# Work order
In the entries below, the lines from the one with "two frame kinds." through the one with "pub const COMMAND_REPR_ID: u8 = 0x30;" are to be copied exactly; both ends count.

Listed entries START

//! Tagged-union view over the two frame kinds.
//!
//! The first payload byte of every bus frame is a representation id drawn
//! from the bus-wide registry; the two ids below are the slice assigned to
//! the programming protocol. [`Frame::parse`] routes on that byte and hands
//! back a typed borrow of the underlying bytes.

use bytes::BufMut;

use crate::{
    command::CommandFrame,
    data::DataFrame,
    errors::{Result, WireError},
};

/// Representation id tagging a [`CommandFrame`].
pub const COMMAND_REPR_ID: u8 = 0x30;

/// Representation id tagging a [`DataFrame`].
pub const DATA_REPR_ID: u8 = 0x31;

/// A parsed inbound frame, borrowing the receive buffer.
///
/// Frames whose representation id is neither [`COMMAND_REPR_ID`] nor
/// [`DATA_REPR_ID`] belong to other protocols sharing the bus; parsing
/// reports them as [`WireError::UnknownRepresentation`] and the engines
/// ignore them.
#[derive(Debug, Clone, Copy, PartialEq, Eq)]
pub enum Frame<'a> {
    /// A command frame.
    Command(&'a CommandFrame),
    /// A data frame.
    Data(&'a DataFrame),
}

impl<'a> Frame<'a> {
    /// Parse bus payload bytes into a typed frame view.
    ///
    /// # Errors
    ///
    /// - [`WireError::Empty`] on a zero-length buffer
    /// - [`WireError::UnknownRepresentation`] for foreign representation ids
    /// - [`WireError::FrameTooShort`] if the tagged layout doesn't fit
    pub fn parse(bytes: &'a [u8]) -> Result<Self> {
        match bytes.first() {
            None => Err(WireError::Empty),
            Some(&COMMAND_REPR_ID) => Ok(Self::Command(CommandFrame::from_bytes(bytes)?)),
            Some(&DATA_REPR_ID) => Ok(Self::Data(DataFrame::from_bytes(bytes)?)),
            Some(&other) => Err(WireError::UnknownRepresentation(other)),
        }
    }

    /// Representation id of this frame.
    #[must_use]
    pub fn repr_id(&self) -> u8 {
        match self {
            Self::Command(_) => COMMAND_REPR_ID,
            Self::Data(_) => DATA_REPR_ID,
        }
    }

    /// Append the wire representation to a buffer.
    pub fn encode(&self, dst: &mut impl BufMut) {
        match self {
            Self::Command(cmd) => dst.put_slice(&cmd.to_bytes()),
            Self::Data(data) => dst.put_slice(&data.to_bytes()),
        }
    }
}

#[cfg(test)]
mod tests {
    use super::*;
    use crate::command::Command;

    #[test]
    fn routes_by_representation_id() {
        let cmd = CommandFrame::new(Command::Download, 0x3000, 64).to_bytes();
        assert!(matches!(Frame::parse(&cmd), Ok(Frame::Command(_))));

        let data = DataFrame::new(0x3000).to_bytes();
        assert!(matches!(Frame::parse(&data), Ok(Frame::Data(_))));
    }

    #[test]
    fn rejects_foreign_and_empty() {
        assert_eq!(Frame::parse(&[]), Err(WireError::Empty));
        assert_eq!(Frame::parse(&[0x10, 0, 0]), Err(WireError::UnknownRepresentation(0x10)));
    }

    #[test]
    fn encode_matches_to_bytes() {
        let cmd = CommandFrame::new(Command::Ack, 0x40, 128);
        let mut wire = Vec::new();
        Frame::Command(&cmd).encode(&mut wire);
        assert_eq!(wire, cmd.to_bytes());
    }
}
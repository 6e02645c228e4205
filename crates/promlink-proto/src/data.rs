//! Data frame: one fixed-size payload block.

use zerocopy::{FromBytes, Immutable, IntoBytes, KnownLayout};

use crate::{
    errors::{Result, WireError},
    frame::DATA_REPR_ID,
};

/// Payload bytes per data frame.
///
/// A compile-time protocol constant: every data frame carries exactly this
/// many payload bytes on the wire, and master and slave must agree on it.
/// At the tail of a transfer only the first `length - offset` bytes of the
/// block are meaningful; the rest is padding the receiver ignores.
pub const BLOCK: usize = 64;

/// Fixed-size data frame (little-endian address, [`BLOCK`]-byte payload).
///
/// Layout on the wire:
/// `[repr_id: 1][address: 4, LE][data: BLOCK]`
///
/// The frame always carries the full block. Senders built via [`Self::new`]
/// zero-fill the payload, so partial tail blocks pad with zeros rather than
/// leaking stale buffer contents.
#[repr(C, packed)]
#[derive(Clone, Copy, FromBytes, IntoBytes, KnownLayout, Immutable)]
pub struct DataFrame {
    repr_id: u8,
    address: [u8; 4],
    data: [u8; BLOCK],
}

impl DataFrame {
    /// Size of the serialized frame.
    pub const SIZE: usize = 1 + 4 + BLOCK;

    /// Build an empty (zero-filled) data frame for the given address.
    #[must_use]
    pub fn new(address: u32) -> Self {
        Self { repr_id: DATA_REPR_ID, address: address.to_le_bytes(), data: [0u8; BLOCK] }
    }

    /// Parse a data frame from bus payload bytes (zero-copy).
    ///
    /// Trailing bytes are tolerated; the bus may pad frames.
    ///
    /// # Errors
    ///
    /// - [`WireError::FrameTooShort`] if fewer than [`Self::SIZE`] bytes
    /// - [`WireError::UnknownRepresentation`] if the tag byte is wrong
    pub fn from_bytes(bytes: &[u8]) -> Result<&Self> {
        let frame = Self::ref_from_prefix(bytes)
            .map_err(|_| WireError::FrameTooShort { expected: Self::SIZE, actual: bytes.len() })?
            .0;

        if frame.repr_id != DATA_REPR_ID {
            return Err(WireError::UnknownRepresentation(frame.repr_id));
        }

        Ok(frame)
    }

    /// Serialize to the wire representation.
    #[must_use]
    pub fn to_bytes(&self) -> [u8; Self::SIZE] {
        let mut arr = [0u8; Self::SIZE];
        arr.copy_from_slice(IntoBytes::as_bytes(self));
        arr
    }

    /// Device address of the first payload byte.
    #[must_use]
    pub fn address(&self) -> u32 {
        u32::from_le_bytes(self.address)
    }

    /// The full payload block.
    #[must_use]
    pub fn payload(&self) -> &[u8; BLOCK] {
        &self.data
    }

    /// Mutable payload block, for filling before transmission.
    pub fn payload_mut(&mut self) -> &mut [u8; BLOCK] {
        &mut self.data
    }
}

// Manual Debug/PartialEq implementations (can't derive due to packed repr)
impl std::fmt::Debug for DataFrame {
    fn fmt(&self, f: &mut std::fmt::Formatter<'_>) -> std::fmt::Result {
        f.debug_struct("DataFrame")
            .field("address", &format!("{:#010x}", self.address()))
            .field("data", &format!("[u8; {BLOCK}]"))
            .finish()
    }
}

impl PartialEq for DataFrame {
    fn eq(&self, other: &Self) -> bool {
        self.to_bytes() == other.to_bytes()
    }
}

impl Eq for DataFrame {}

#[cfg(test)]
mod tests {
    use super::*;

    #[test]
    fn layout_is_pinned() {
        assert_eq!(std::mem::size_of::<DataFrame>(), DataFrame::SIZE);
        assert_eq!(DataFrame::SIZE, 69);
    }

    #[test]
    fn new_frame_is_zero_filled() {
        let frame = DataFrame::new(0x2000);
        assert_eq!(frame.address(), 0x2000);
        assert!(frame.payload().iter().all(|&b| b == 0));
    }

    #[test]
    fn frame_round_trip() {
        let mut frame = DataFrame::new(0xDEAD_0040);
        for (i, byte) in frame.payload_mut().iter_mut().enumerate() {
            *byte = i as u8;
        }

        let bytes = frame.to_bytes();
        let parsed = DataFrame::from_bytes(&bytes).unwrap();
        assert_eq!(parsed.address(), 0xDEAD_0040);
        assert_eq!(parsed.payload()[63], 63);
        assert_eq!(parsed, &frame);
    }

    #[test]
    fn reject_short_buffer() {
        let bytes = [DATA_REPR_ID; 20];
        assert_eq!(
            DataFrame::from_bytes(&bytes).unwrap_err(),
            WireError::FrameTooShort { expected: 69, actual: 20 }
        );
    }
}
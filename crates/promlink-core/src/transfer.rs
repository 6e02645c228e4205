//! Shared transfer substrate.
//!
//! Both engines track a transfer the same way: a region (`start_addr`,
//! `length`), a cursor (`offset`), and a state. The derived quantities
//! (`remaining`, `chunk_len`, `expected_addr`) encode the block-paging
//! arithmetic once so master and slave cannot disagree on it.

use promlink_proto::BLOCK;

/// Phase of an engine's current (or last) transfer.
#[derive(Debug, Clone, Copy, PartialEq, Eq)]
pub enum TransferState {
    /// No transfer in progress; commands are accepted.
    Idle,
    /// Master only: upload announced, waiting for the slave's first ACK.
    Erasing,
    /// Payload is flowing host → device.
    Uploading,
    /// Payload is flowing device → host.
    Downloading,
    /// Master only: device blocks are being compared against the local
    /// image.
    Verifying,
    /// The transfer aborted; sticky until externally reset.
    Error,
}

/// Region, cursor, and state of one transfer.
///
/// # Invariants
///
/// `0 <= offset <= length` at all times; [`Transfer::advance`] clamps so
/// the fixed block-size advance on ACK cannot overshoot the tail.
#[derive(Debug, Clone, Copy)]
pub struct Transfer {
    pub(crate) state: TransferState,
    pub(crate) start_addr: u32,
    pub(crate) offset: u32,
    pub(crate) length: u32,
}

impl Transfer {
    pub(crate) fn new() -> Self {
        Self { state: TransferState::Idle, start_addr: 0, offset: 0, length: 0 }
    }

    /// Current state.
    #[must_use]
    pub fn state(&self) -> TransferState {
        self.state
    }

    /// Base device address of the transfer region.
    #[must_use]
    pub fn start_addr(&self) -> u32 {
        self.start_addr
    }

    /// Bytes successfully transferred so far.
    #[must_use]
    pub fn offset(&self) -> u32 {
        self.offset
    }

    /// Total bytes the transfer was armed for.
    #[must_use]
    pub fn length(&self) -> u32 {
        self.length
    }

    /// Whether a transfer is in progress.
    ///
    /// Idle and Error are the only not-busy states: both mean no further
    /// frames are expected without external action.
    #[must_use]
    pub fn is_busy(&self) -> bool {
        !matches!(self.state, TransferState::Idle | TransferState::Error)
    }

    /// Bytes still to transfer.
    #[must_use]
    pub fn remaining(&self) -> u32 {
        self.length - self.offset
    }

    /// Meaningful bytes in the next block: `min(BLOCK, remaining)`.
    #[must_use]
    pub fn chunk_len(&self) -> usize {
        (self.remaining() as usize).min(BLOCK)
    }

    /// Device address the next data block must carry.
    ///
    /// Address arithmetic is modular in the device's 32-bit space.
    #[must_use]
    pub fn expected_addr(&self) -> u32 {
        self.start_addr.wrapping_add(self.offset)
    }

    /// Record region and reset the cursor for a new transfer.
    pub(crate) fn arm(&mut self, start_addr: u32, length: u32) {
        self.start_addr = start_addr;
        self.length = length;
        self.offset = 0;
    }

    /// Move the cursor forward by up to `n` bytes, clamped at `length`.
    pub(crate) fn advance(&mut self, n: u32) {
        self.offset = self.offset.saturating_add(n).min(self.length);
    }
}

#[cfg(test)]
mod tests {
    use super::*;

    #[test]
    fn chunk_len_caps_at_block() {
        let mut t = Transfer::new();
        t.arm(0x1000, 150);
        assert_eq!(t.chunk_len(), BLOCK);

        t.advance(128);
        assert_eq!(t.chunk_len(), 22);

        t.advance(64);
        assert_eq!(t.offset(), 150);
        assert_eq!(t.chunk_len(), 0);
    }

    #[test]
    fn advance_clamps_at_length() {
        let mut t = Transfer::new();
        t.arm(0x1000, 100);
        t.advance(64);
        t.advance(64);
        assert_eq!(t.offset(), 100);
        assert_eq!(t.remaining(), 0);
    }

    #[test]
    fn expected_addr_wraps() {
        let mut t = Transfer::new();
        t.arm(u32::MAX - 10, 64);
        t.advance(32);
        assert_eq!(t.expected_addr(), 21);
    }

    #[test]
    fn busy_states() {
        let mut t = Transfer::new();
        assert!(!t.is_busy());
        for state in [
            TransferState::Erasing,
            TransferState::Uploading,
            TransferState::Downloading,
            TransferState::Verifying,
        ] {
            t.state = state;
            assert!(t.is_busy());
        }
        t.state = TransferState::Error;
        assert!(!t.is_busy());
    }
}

Listed entries END
Listed entries START

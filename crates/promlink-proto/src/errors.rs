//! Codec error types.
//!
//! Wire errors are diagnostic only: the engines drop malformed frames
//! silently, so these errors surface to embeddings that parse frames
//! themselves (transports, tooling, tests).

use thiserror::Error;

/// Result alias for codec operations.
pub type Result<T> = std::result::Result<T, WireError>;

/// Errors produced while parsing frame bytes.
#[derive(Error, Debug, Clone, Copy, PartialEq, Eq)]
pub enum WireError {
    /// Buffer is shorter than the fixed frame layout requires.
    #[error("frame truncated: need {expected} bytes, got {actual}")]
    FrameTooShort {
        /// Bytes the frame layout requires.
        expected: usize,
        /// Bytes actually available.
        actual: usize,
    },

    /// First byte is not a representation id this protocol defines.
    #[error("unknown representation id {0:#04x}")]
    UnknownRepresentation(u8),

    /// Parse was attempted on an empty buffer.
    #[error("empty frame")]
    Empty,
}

Listed entries END
Listed entries START

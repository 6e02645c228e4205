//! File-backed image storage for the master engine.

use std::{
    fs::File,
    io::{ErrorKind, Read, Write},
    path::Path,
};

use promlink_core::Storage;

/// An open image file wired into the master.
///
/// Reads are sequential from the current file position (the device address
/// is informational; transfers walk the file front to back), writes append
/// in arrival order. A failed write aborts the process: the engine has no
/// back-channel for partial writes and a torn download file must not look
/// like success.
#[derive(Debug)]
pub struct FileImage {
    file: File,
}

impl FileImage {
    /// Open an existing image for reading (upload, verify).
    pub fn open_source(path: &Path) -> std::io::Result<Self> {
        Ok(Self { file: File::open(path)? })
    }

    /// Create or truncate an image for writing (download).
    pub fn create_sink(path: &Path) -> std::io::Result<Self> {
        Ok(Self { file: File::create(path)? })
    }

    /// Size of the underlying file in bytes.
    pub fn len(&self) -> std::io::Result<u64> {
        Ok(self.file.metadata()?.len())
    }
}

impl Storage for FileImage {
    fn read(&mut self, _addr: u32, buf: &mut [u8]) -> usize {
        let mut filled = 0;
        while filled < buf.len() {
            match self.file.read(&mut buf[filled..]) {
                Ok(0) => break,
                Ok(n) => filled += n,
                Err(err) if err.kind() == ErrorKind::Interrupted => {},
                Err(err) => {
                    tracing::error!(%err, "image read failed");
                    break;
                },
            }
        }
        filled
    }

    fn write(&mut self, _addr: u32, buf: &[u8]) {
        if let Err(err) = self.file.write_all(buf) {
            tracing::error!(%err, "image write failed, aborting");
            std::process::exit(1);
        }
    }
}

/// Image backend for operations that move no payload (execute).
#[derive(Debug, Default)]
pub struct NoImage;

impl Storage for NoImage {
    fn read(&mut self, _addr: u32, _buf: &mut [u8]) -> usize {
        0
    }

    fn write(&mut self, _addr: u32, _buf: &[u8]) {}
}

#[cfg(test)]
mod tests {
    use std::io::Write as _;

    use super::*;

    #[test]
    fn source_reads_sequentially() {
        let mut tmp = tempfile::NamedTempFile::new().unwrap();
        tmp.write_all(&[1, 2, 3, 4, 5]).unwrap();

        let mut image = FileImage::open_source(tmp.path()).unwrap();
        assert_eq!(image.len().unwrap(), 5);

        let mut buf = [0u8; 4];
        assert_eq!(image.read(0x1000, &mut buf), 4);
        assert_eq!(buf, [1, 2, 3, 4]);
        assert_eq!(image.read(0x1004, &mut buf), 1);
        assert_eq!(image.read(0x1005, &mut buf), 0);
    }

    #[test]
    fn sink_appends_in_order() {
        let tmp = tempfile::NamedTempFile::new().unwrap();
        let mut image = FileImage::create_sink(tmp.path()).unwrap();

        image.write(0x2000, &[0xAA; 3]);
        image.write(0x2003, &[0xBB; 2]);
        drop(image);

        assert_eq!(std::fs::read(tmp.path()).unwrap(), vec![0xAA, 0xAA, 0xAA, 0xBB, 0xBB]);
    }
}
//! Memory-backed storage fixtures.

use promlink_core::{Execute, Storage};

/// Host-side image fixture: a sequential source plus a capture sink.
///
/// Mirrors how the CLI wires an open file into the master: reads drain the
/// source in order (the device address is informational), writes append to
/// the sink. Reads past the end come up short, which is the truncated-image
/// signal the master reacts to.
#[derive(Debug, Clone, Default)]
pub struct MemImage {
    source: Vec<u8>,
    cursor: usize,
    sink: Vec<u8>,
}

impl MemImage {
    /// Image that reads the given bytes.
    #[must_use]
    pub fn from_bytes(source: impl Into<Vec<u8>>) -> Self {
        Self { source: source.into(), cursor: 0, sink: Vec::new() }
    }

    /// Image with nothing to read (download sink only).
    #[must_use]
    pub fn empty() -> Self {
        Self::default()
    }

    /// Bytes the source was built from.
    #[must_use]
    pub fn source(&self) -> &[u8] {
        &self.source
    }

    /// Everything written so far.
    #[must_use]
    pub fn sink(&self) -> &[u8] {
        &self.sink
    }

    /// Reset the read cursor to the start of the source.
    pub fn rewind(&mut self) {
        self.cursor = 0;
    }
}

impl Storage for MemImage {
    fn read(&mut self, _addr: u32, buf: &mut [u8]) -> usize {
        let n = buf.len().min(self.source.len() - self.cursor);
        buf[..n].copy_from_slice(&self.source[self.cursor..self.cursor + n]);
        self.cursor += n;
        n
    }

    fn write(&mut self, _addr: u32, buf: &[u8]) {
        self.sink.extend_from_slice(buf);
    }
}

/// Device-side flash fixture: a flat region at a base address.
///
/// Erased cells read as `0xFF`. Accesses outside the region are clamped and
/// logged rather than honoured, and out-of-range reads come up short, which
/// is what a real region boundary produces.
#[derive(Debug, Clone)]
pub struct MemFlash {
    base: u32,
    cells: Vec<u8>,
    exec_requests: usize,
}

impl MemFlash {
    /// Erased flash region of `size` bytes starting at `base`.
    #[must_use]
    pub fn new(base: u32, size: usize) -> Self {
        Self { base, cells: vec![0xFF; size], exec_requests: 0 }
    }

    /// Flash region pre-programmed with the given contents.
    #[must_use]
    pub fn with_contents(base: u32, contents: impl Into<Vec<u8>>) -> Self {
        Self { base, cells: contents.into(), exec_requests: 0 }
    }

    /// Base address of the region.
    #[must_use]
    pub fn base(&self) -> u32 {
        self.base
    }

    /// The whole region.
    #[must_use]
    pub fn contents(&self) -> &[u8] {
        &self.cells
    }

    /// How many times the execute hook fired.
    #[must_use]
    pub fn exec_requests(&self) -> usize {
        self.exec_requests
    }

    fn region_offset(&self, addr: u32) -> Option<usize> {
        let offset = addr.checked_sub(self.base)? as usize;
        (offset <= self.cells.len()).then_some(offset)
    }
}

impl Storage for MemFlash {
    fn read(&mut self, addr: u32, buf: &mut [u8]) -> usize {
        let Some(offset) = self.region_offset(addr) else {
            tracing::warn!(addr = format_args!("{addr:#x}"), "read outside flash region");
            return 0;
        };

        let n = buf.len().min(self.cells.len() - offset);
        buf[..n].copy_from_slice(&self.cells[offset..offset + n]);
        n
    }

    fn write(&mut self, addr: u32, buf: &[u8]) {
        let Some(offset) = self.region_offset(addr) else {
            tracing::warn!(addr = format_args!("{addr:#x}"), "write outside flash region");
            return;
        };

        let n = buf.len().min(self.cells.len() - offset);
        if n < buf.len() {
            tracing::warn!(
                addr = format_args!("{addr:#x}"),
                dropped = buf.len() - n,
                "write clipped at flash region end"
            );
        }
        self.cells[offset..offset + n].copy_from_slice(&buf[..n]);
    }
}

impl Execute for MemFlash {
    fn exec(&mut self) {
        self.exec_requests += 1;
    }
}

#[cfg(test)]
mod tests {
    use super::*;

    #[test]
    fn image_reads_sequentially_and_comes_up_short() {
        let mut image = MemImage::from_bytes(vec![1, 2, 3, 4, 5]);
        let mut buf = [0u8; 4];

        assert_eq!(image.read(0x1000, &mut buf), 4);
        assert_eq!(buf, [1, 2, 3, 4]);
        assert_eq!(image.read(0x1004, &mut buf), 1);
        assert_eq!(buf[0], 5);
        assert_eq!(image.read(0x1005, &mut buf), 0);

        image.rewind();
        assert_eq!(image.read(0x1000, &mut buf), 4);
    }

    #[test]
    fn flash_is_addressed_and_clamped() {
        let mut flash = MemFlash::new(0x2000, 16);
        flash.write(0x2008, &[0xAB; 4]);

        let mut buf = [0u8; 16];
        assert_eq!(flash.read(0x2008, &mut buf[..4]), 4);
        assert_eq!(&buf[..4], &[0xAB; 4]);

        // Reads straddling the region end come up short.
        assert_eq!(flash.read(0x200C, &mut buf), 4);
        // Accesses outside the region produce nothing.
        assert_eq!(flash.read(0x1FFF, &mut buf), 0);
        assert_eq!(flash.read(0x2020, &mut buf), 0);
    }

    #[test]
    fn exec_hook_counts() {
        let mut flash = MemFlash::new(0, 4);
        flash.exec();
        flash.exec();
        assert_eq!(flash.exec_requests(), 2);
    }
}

Listed entries END

# Answer for the task
//! Tagged-union view over the two frame kinds.
//!
//! The first payload byte of every bus frame is a representation id drawn
//! from the bus-wide registry; the two ids below are the slice assigned to
//! the programming protocol. [`Frame::parse`] routes on that byte and hands
//! back a typed borrow of the underlying bytes.

use bytes::BufMut;

use crate::{
    command::CommandFrame,
    data::DataFrame,
    errors::{Result, WireError},
};

/// Representation id tagging a [`CommandFrame`].
pub const COMMAND_REPR_ID: u8 = 0x30;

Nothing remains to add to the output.